How To Make Paleo Gravy


Gravy is delicious and can bring so much flavor to a variety of things. Gravy doesn’t have to be reserved for just turkey, you can add it to almost any form of meat you’re cooking. One of my favorite things to add gravy to is meatballs, not that tomato sauce isn’t good but sometimes I want something different.

Now I’ve heard a variety of negative remarks when it comes to making gravy. The first is that it’s too difficult to make, this honestly just isn’t true. The second is that you need flour, well yes that helps but thankfully we have tons of Paleo flours that will work just fine. So no need to worry about gluten!

Lets get started…


meat renderings (i.e. the juice left over from your meat after you cook it)
tapioca flour
chicken or beef stock (this is to help fix a few issues we’ll discuss below)


Pour your renderings into a frying pan and place over low heat. (We’re talking low heat, you may see a few bubbles but you don’t want boiling.)
Add 1 tablespoon of tapioca flour and whisk it to incorporate thoroughly.
Here’s the trick, you are going to repeat the previous step until your gravy starts to thicken. (I would wait a minute or so between each tablespoon because gravy is one of those things where all the sudden it will start to thicken).

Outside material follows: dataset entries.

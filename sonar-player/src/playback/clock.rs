//! Timeline clock
//!
//! Maps host time to timeline position. While playing the position is
//! `(host_now - origin_time) * rate + offset_time`; otherwise it is
//! `offset_time`. This is the only source of truth for "where are we".

/// Host-time anchored timeline position
#[derive(Debug, Clone, Copy, PartialEq)]
pub struct TimelineClock {
    /// Host instant the timeline last (re)started
    pub origin_time: f64,
    /// Timeline position accumulated while not playing
    pub offset_time: f64,
    pub rate: f64,
}

impl Default for TimelineClock {
    fn default() -> Self {
        Self {
            origin_time: 0.0,
            offset_time: 0.0,
            rate: 1.0,
        }
    }
}

impl TimelineClock {
    pub fn new(rate: f64) -> Self {
        Self {
            rate,
            ..Default::default()
        }
    }

    /// Timeline position at host time `now`
    pub fn current_time(&self, now: f64, playing: bool) -> f64 {
        if playing {
            (now - self.origin_time) * self.rate + self.offset_time
        } else {
            self.offset_time
        }
    }

    /// Host time at which timeline position `t` is reached (while playing)
    pub fn host_time_for(&self, t: f64) -> f64 {
        self.origin_time + (t - self.offset_time) / self.rate
    }

    /// Re-anchors the timeline to start advancing at host time `now`
    pub fn start(&mut self, now: f64) {
        self.origin_time = now;
    }

    /// Folds the span played since `origin_time` into `offset_time`
    pub fn pause(&mut self, now: f64) {
        self.offset_time += (now - self.origin_time) * self.rate;
        self.origin_time = now;
    }

    /// Moves the timeline position (only meaningful while not playing)
    pub fn seek(&mut self, t: f64) {
        self.offset_time = t;
    }

    pub fn reset(&mut self) {
        self.offset_time = 0.0;
    }
}
//! Playback-related type definitions

use serde::{Deserialize, Serialize};
use sonar_common::Lifecycle;

/// Load urgency of a track relative to the playhead
///
/// Ordered low → high; the scheduler always drains the highest
/// priority present before looking at anything else.
#[derive(Debug, Clone, Copy, PartialEq, Eq, PartialOrd, Ord, Hash, Serialize, Deserialize)]
#[serde(rename_all = "lowercase")]
pub enum Priority {
    /// Start is near but not inside the preload window
    None = 0,
    /// Start lies beyond the pending horizon
    Pending = 1,
    /// Window already passed
    Low = 2,
    /// Start is inside the preload window
    Normal = 3,
    /// Playhead is inside the window (audible now)
    High = 4,
}

impl std::fmt::Display for Priority {
    fn fmt(&self, f: &mut std::fmt::Formatter<'_>) -> std::fmt::Result {
        match self {
            Priority::None => write!(f, "none"),
            Priority::Pending => write!(f, "pending"),
            Priority::Low => write!(f, "low"),
            Priority::Normal => write!(f, "normal"),
            Priority::High => write!(f, "high"),
        }
    }
}

/// Point-in-time view of one track
#[derive(Debug, Clone, PartialEq, Serialize)]
pub struct TrackSnapshot {
    /// Position in construction order
    pub index: usize,
    pub src: String,
    pub start_time: f64,
    pub end_time: Option<f64>,
    pub looping: bool,
    pub lifecycle: Lifecycle,
    /// Priority from the most recent scheduling pass
    pub priority: Priority,
    /// Decoded buffer present
    pub ready: bool,
    /// Source live in the mix
    pub mounted: bool,
    /// Failed load attempts so far
    pub load_attempts: u32,
}
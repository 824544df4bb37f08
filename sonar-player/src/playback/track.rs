//! One clip on the timeline
//!
//! A track owns its immutable [`TrackConfig`] and the runtime state the
//! scheduler drives: decoded buffer, last computed priority, lifecycle and,
//! while mounted, the live source handle. Sources are single-use; every
//! mount creates a fresh one positioned from the timeline clock.

use crate::audio::backend::{EndedCallback, LoopRegion, MixBus, PlaybackSource, SourceRequest};
use crate::audio::decoder::{extension_hint, AudioDecoder};
use crate::audio::fetch::Fetcher;
use crate::audio::types::SampleBuffer;
use crate::cache::DecodeCache;
use crate::config::TrackConfig;
use crate::error::{Error, Result};
use crate::playback::clock::TimelineClock;
use crate::playback::types::{Priority, TrackSnapshot};
use sonar_common::{GainEnvelope, Lifecycle};
use std::sync::atomic::{AtomicBool, Ordering};
use std::sync::{Arc, Mutex, MutexGuard, PoisonError};
use tracing::{debug, trace};

/// Tolerance for "nothing left to play"
const EPSILON: f64 = 1e-9;

/// Collaborators needed to load a track
#[derive(Clone)]
pub struct LoadContext {
    pub fetcher: Arc<dyn Fetcher>,
    pub decoder: Arc<dyn AudioDecoder>,
    pub cache: Arc<DecodeCache>,
}

/// Called with `(track index, mount id)` when the last track's source ends
pub type EndedHook = Arc<dyn Fn(usize, u64) + Send + Sync>;

struct Mount {
    id: u64,
    source: Box<dyn PlaybackSource>,
}

struct TrackRuntime {
    buffer: Option<Arc<SampleBuffer>>,
    priority: Priority,
    lifecycle: Lifecycle,
    rate: f64,
    mount: Option<Mount>,
    attempts: u32,
    next_mount_id: u64,
}

/// A scheduled clip
pub struct Track {
    index: usize,
    config: TrackConfig,
    runtime: Mutex<TrackRuntime>,
    retired: AtomicBool,
}

impl Track {
    pub fn new(index: usize, config: TrackConfig, rate: f64) -> Self {
        Self {
            index,
            config,
            runtime: Mutex::new(TrackRuntime {
                buffer: None,
                priority: Priority::None,
                lifecycle: Lifecycle::Unloaded,
                rate,
                mount: None,
                attempts: 0,
                next_mount_id: 0,
            }),
            retired: AtomicBool::new(false),
        }
    }

    fn lock(&self) -> MutexGuard<'_, TrackRuntime> {
        self.runtime.lock().unwrap_or_else(PoisonError::into_inner)
    }

    pub fn index(&self) -> usize {
        self.index
    }

    pub fn config(&self) -> &TrackConfig {
        &self.config
    }

    pub fn src(&self) -> &str {
        &self.config.src
    }

    /// Decoded buffer present
    pub fn is_ready(&self) -> bool {
        self.lock().buffer.is_some()
    }

    pub fn is_mounted(&self) -> bool {
        self.lock().mount.is_some()
    }

    pub fn lifecycle(&self) -> Lifecycle {
        self.lock().lifecycle
    }

    pub fn priority(&self) -> Priority {
        self.lock().priority
    }

    pub fn set_priority(&self, priority: Priority) {
        self.lock().priority = priority;
    }

    pub fn rate(&self) -> f64 {
        self.lock().rate
    }

    /// Failed load attempts so far
    pub fn load_attempts(&self) -> u32 {
        self.lock().attempts
    }

    /// Id of the live mount, used to discard stale ended callbacks
    pub fn current_mount_id(&self) -> Option<u64> {
        self.lock().mount.as_ref().map(|m| m.id)
    }

    /// Marks the owning sound as gone; in-flight loads discard their result
    pub fn retire(&self) {
        self.retired.store(true, Ordering::SeqCst);
    }

    pub fn is_retired(&self) -> bool {
        self.retired.load(Ordering::SeqCst)
    }

    /// Flags the track as part of a submitted load batch
    pub fn mark_loading(&self) {
        let mut rt = self.lock();
        if rt.buffer.is_none() {
            rt.lifecycle = Lifecycle::Loading;
        }
    }

    /// Fetches and decodes the source unless already loaded
    ///
    /// A cache hit never fetches. On failure the track returns to
    /// `Unloaded` and its attempt counter grows.
    pub async fn load(&self, ctx: &LoadContext) -> Result<()> {
        {
            let mut rt = self.lock();
            if rt.buffer.is_some() {
                return Ok(());
            }
            rt.lifecycle = Lifecycle::Loading;
        }

        let result = self.fetch_and_decode(ctx).await;

        let mut rt = self.lock();
        match result {
            Ok(_) if self.is_retired() => {
                debug!("Discarding load of {} for retired track", self.config.src);
                rt.lifecycle = Lifecycle::Unloaded;
                Ok(())
            }
            Ok(buffer) => {
                rt.buffer = Some(buffer);
                rt.lifecycle = Lifecycle::Loaded;
                Ok(())
            }
            Err(e) => {
                rt.lifecycle = Lifecycle::Unloaded;
                rt.attempts += 1;
                Err(e)
            }
        }
    }

    async fn fetch_and_decode(&self, ctx: &LoadContext) -> Result<Arc<SampleBuffer>> {
        let src = self.config.src.clone();

        if let Some(buffer) = ctx.cache.get(&src) {
            debug!("Cache hit for {}", src);
            return Ok(buffer);
        }

        let bytes = ctx.fetcher.fetch(&src).await?;

        let decoder = Arc::clone(&ctx.decoder);
        let hint = extension_hint(&src).map(str::to_owned);
        let buffer = tokio::task::spawn_blocking(move || decoder.decode(bytes, hint.as_deref()))
            .await
            .map_err(|e| Error::Decode(format!("decode task failed: {}", e)))??;

        let buffer = Arc::new(buffer);
        ctx.cache.insert(src, Arc::clone(&buffer));
        Ok(buffer)
    }

    /// Starts a source for the current timeline position
    ///
    /// No-op (returns false) unless loaded and not already mounted. A
    /// windowed track whose window has fully passed is not mounted either,
    /// except when it is the last track: then it mounts with nothing left
    /// to play so its end is reported.
    pub fn mount(
        &self,
        bus: &dyn MixBus,
        clock: &TimelineClock,
        now: f64,
        ended: Option<&EndedHook>,
    ) -> Result<bool> {
        let mut rt = self.lock();
        if self.is_retired() || rt.mount.is_some() {
            return Ok(false);
        }
        let Some(buffer) = rt.buffer.clone() else {
            return Ok(false);
        };

        let rate = rt.rate;
        let position = clock.current_time(now, true);

        let request = if self.config.looping {
            self.loop_request(buffer, position, now, rate)
        } else {
            match self.window_request(buffer, clock, position, now, rate, ended.is_some()) {
                Some(request) => request,
                None => {
                    trace!("Window of {} already passed at {:.3}", self.config.src, position);
                    return Ok(false);
                }
            }
        };

        let source = bus.start_source(request)?;

        rt.next_mount_id += 1;
        let mount_id = rt.next_mount_id;

        if let (Some(hook), false) = (ended, self.config.looping) {
            let hook = Arc::clone(hook);
            let index = self.index;
            let callback: EndedCallback = Box::new(move || hook(index, mount_id));
            source.set_on_ended(Some(callback));
        }

        debug!(
            "Mounted {} (source {}) at position {:.3}",
            self.config.src,
            source.id(),
            position
        );

        rt.mount = Some(Mount {
            id: mount_id,
            source,
        });
        rt.lifecycle = Lifecycle::Mounted;
        Ok(true)
    }

    fn loop_request(
        &self,
        buffer: Arc<SampleBuffer>,
        position: f64,
        now: f64,
        rate: f64,
    ) -> SourceRequest {
        let buffer_duration = buffer.duration();
        let region = self
            .config
            .loop_bounds()
            .map(|(start, end)| LoopRegion {
                start: start.min(buffer_duration),
                end: end.min(buffer_duration),
            })
            .filter(|r| r.end - r.start > EPSILON)
            .unwrap_or(LoopRegion {
                start: 0.0,
                end: buffer_duration,
            });

        let span = region.end - region.start;
        let offset = if span > EPSILON {
            region.start + position.max(0.0).rem_euclid(span)
        } else {
            region.start
        };

        SourceRequest {
            label: self.config.src.clone(),
            buffer,
            when: now,
            offset,
            duration: None,
            rate,
            looping: Some(region),
            envelope: Some(GainEnvelope::constant(self.config.volume)),
        }
    }

    fn window_request(
        &self,
        buffer: Arc<SampleBuffer>,
        clock: &TimelineClock,
        position: f64,
        now: f64,
        rate: f64,
        is_last: bool,
    ) -> Option<SourceRequest> {
        let start = self.config.start();
        let window = self.config.window().unwrap_or(0.0).max(0.0);

        // Host instant the clip's timeline start occurs (may be in the past)
        let host_start = clock.host_time_for(start);
        let envelope = GainEnvelope::for_clip(
            host_start,
            window,
            self.config.fade_in_duration,
            self.config.fade_out_duration,
            self.config.volume,
            rate,
        );

        let (when, offset, duration) = if start > position {
            (host_start, 0.0, window)
        } else {
            let elapsed = position - start;
            let remaining = window - elapsed;
            if remaining <= EPSILON && !is_last {
                return None;
            }
            (now, elapsed, remaining.max(0.0))
        };

        Some(SourceRequest {
            label: self.config.src.clone(),
            buffer,
            when,
            offset,
            duration: Some(duration),
            rate,
            looping: None,
            envelope: Some(envelope),
        })
    }

    /// Discards the live source; idempotent
    pub fn unmount(&self) {
        let mut rt = self.lock();
        if let Some(mount) = rt.mount.take() {
            mount.source.set_on_ended(None);
            mount.source.disconnect();
            rt.lifecycle = Lifecycle::Unmounted;
            trace!("Unmounted {}", self.config.src);
        }
    }

    /// Halts the live source, then unmounts
    pub fn stop(&self) {
        {
            let rt = self.lock();
            if let Some(mount) = rt.mount.as_ref() {
                mount.source.set_on_ended(None);
                mount.source.stop();
            }
        }
        self.unmount();
    }

    /// Stores the rate and applies it to a live source
    pub fn set_rate(&self, rate: f64) {
        let mut rt = self.lock();
        rt.rate = rate;
        if let Some(mount) = rt.mount.as_ref() {
            mount.source.set_rate(rate);
        }
    }

    pub fn snapshot(&self) -> TrackSnapshot {
        let rt = self.lock();
        TrackSnapshot {
            index: self.index,
            src: self.config.src.clone(),
            start_time: self.config.start(),
            end_time: self.config.end(),
            looping: self.config.looping,
            lifecycle: rt.lifecycle,
            priority: rt.priority,
            ready: rt.buffer.is_some(),
            mounted: rt.mount.is_some(),
            load_attempts: rt.attempts,
        }
    }
}

impl std::fmt::Debug for Track {
    fn fmt(&self, f: &mut std::fmt::Formatter<'_>) -> std::fmt::Result {
        f.debug_struct("Track")
            .field("index", &self.index)
            .field("src", &self.config.src)
            .field("lifecycle", &self.lifecycle())
            .finish()
    }
}
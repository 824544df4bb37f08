//! # Sonar Player
//!
//! Multi-track scheduling and mixing engine. A [`Sound`] places audio
//! clips on a shared timeline and plays, pauses, seeks and rate-shifts
//! them together, decoding only the clips near the playhead.
//!
//! ```no_run
//! use sonar_player::{Sound, TrackConfig};
//!
//! # async fn demo() -> sonar_player::Result<()> {
//! let sound = Sound::builder(vec![
//!     TrackConfig::new("https://example.com/a.mp3", 0.0, 10.0).with_fade_in(2.0),
//!     TrackConfig::new("https://example.com/b.mp3", 8.0, 20.0),
//! ])
//! .build()?;
//!
//! sound.play();
//! # Ok(())
//! # }
//! ```

pub mod audio;
pub mod cache;
pub mod config;
pub mod error;
pub mod playback;

pub use cache::{CacheStats, DecodeCache};
pub use config::{CacheConfig, ScheduleOptions, SessionFile, SoundConfig, TrackConfig};
pub use error::{Error, Result};
pub use playback::{Priority, Sound, SoundBuilder, TrackSnapshot};
pub use sonar_common::events::{PlaybackState, SoundEvent, SubscriptionId, Topic};
pub use sonar_common::Lifecycle;
//! Linear gain envelopes for clip fade-in / fade-out
//!
//! An envelope is expressed in host-clock seconds: it starts at the host
//! instant the clip's timeline start occurs and lasts for the clip's
//! (rate-scaled) window. The gain at any instant is the clip volume times
//! the smaller of the fade-in and fade-out multipliers, so overlapping
//! fades on very short clips never exceed the clip volume.

use serde::{Deserialize, Serialize};

/// Piecewise-linear gain curve for one mounted clip
#[derive(Debug, Clone, Copy, PartialEq, Serialize, Deserialize)]
pub struct GainEnvelope {
    /// Host time at which the clip window starts
    pub start: f64,
    /// Host time at which the clip window ends
    pub end: f64,
    /// Fade-in length in host seconds
    pub fade_in: Option<f64>,
    /// Fade-out length in host seconds
    pub fade_out: Option<f64>,
    /// Target volume (0.0-1.0)
    pub volume: f32,
}

impl GainEnvelope {
    /// Flat envelope with no fades; holds `volume` forever
    pub fn constant(volume: f32) -> Self {
        Self {
            start: f64::NEG_INFINITY,
            end: f64::INFINITY,
            fade_in: None,
            fade_out: None,
            volume,
        }
    }

    /// Envelope for a clip whose window starts at host time `start`
    ///
    /// `window` and fade durations are timeline seconds; they are divided
    /// by `rate` to get host seconds. Zero or negative fade durations
    /// disable that fade.
    pub fn for_clip(
        start: f64,
        window: f64,
        fade_in: Option<f64>,
        fade_out: Option<f64>,
        volume: f32,
        rate: f64,
    ) -> Self {
        let scale = |d: f64| d / rate;
        Self {
            start,
            end: start + scale(window),
            fade_in: fade_in.filter(|d| *d > 0.0).map(scale),
            fade_out: fade_out.filter(|d| *d > 0.0).map(scale),
            volume,
        }
    }

    /// Gain at host time `t`
    pub fn value_at(&self, t: f64) -> f32 {
        let mut factor: f64 = 1.0;

        if let Some(fade_in) = self.fade_in {
            let progress = ((t - self.start) / fade_in).clamp(0.0, 1.0);
            factor = factor.min(progress);
        }

        if let Some(fade_out) = self.fade_out {
            let fade_start = self.end - fade_out;
            let remaining = 1.0 - ((t - fade_start) / fade_out).clamp(0.0, 1.0);
            factor = factor.min(remaining);
        }

        self.volume * factor as f32
    }
}
//! Scheduling loop and loading watchdog
//!
//! The loop runs as a tokio task per sound. Each pass ranks the unready
//! tracks against the playhead, submits every track sharing the highest
//! priority present to the load queue, waits for the queue to drain and
//! then mounts what became ready. It sleeps a fixed interval between
//! passes (or less when woken by play/seek) and exits once nothing is
//! left to load. Both tasks hold only a weak reference to the sound, so
//! dropping or destroying it ends them.

use crate::playback::priority::priority;
use crate::playback::sound::SoundShared;
use crate::playback::track::Track;
use crate::playback::types::Priority;
use futures::FutureExt;
use sonar_common::events::{PlaybackState, SoundEvent};
use std::sync::{Arc, Weak};
use std::time::Duration;
use tracing::{debug, info, warn};

/// What the loop does after a pass
#[derive(Debug, Clone, Copy, PartialEq, Eq)]
pub(crate) enum PassOutcome {
    /// Tracks remain unready; run again after the interval
    Again,
    /// Nothing left to do; the loop has deregistered itself
    Done,
}

/// Scheduling loop body
pub(crate) async fn run(sound: Weak<SoundShared>) {
    loop {
        let Some(shared) = sound.upgrade() else {
            return;
        };

        if shared.schedule_pass().await == PassOutcome::Done {
            debug!("Sound {}: scheduling loop finished", shared.id);
            return;
        }

        let interval = shared.options.reschedule_interval();
        tokio::select! {
            _ = tokio::time::sleep(interval) => {}
            _ = shared.wake.notified() => {}
        }
    }
}

/// Reports Loading when playback has not actually begun after `grace`
pub(crate) async fn watchdog(sound: Weak<SoundShared>, grace: Duration) {
    tokio::time::sleep(grace).await;
    if let Some(shared) = sound.upgrade() {
        shared.check_loading();
    }
}

impl SoundShared {
    /// Unready tracks still worth loading
    fn pending_tracks(&self) -> Vec<&Arc<Track>> {
        self.tracks
            .iter()
            .filter(|t| !t.is_ready() && !self.is_exhausted(t))
            .collect()
    }

    /// An unready track should be audible at `position`
    pub(crate) fn has_audible_gap(&self, position: f64) -> bool {
        self.tracks.iter().any(|track| {
            !track.is_ready()
                && !self.is_exhausted(track)
                && priority(track.config(), position, &self.options) == Priority::High
        })
    }

    /// One scheduling pass
    pub(crate) async fn schedule_pass(&self) -> PassOutcome {
        let mut events = Vec::new();

        // Rank under the lock; decide Done atomically with deregistering
        let batch = {
            let mut core = self.core();
            if core.state == PlaybackState::Destroy {
                core.scheduler = None;
                return PassOutcome::Done;
            }
            if core.state == PlaybackState::Stop && !core.starting {
                core.scheduler = None;
                return PassOutcome::Done;
            }

            let position = self.position_locked(&core);
            let pending = self.pending_tracks();
            if pending.is_empty() {
                if core.starting {
                    self.begin_playback_locked(&mut core, &mut events);
                }
                core.scheduler = None;
                drop(core);
                self.emit_all(events);
                return PassOutcome::Done;
            }

            let mut top = Priority::None;
            for track in &pending {
                let p = priority(track.config(), position, &self.options);
                track.set_priority(p);
                top = top.max(p);
            }

            // Nothing audible is missing; no reason to hold the start back
            if core.starting && top < Priority::High {
                self.begin_playback_locked(&mut core, &mut events);
            }

            if top == Priority::None {
                debug!(
                    "Sound {}: pass at {:.3}s, nothing due ({} unready)",
                    self.id,
                    position,
                    pending.len()
                );
                Vec::new()
            } else {
                let batch: Vec<Arc<Track>> = pending
                    .into_iter()
                    .filter(|t| t.priority() == top)
                    .cloned()
                    .collect();
                for track in &batch {
                    track.mark_loading();
                }
                debug!(
                    "Sound {}: pass at {:.3}s, loading {} track(s) at {} priority",
                    self.id,
                    position,
                    batch.len(),
                    top
                );
                self.submit_batch(top, &batch);
                batch
            }
        };
        self.emit_all(std::mem::take(&mut events));

        if batch.is_empty() {
            return PassOutcome::Again;
        }

        self.loader.wait_idle().await;

        {
            let mut core = self.core();
            match core.state {
                PlaybackState::Destroy => {
                    core.scheduler = None;
                    return PassOutcome::Done;
                }
                PlaybackState::Stop | PlaybackState::Loading if core.starting => {
                    let missing = batch
                        .iter()
                        .filter(|t| {
                            !t.is_ready()
                                && !self.is_exhausted(t)
                                && t.priority() == Priority::High
                        })
                        .count();
                    let loaded = batch.iter().any(|t| t.is_ready());
                    if missing > 0 && !loaded {
                        debug!("Sound {}: audible tracks still loading", self.id);
                    } else {
                        self.begin_playback_locked(&mut core, &mut events);
                        if missing > 0 {
                            // Failed tracks are retried and mounted mid-clip
                            info!(
                                "Sound {}: started without {} unloaded track(s)",
                                self.id, missing
                            );
                            core.stalled = true;
                            events.push(SoundEvent::Stalled);
                        }
                    }
                }
                PlaybackState::Play => {
                    self.mount_ready_locked(&core);
                    let position = self.position_locked(&core);
                    if core.stalled && !self.has_audible_gap(position) {
                        info!("Sound {}: audible tracks ready", self.id);
                        core.stalled = false;
                        events.push(SoundEvent::Recovered);
                    }
                }
                _ => {}
            }

            if self.pending_tracks().is_empty() {
                core.scheduler = None;
                drop(core);
                self.emit_all(events);
                return PassOutcome::Done;
            }
        }
        self.emit_all(events);
        PassOutcome::Again
    }

    fn submit_batch(&self, top: Priority, batch: &[Arc<Track>]) {
        let tasks = batch.iter().map(|track| {
            let track = Arc::clone(track);
            let ctx = self.load_ctx.clone();
            let events = self.events.clone();
            let id = self.id;
            async move {
                match track.load(&ctx).await {
                    Ok(()) if track.is_ready() => {
                        debug!("Sound {}: loaded {}", id, track.src());
                        events.emit(SoundEvent::Loaded {
                            track: track.index(),
                        });
                    }
                    Ok(()) => {}
                    Err(e) => {
                        warn!(
                            "Sound {}: failed to load {} (attempt {}): {}",
                            id,
                            track.src(),
                            track.load_attempts(),
                            e
                        );
                        events.emit(SoundEvent::LoadFailed {
                            track: track.index(),
                            message: e.to_string(),
                        });
                    }
                }
            }
            .boxed()
        });
        self.loader.submit(top, tasks);
    }

    /// Watchdog check after the grace period
    ///
    /// A pending start enters Loading. While playing, a missing audible
    /// track is reported as a stall; the state stays Play.
    pub(crate) fn check_loading(&self) {
        let mut events = Vec::new();
        {
            let mut core = self.core();
            core.watchdog = None;
            match core.state {
                PlaybackState::Stop if core.starting => {
                    self.set_state_locked(&mut core, PlaybackState::Loading, &mut events);
                }
                PlaybackState::Play if !core.stalled => {
                    let position = self.position_locked(&core);
                    if self.has_audible_gap(position) {
                        info!(
                            "Sound {}: audible track not ready at {:.3}s",
                            self.id, position
                        );
                        core.stalled = true;
                        events.push(SoundEvent::Stalled);
                    }
                }
                _ => {}
            }
        }
        self.emit_all(events);
    }
}
//! Core audio data types

/// Decoded PCM held in memory for the lifetime of a cache entry
///
/// **Format:**
/// - Samples are f32 (-1.0 to 1.0)
/// - Interleaved by channel: [L, R, L, R, ...] for stereo
#[derive(Debug, Clone, PartialEq)]
pub struct SampleBuffer {
    /// Interleaved PCM samples
    pub samples: Vec<f32>,

    /// Source sample rate in Hz
    pub sample_rate: u32,

    /// Channel count (1=mono, 2=stereo, ...)
    pub channels: u16,
}

impl SampleBuffer {
    pub fn new(samples: Vec<f32>, sample_rate: u32, channels: u16) -> Self {
        Self {
            samples,
            sample_rate,
            channels,
        }
    }

    /// Buffer of `seconds` of silence
    pub fn silence(seconds: f64, sample_rate: u32, channels: u16) -> Self {
        let frames = (seconds * sample_rate as f64).round().max(0.0) as usize;
        Self::new(vec![0.0; frames * channels as usize], sample_rate, channels)
    }

    /// Number of frames (samples per channel)
    pub fn frame_count(&self) -> usize {
        if self.channels == 0 {
            return 0;
        }
        self.samples.len() / self.channels as usize
    }

    /// Duration in seconds
    pub fn duration(&self) -> f64 {
        if self.sample_rate == 0 {
            return 0.0;
        }
        self.frame_count() as f64 / self.sample_rate as f64
    }

    /// Approximate heap size in bytes
    pub fn size_bytes(&self) -> usize {
        self.samples.len() * std::mem::size_of::<f32>()
    }
}

#[cfg(test)]
mod tests {
    use super::*;

    #[test]
    fn test_duration_from_frames() {
        let buffer = SampleBuffer::new(vec![0.0; 44100 * 2], 44100, 2);
        assert_eq!(buffer.frame_count(), 44100);
        assert!((buffer.duration() - 1.0).abs() < 1e-9);
    }

    #[test]
    fn test_silence_length() {
        let buffer = SampleBuffer::silence(2.5, 8000, 1);
        assert_eq!(buffer.frame_count(), 20000);
        assert!((buffer.duration() - 2.5).abs() < 1e-9);
    }

    #[test]
    fn test_degenerate_buffers() {
        assert_eq!(SampleBuffer::new(vec![0.0; 4], 0, 2).duration(), 0.0);
        assert_eq!(SampleBuffer::new(vec![0.0; 4], 8000, 0).frame_count(), 0);
    }
}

Here are two issues you may run into and how to fix them:

  1. You need more gravy than you have renderings!- simply add either beef or chicken stock to your renderings prior to adding tapioca flour. This will give you more gravy in the long run, you may also want to add a touch of salt and pepper to ensure your gravy is appropriately seasoned.
  2. You put too much flour in and now it’s like goo!- slowly whisk in either beef or chicken stalk. Make sure you do this slowly, it will help to thin out your gravy and get it to the right consistency.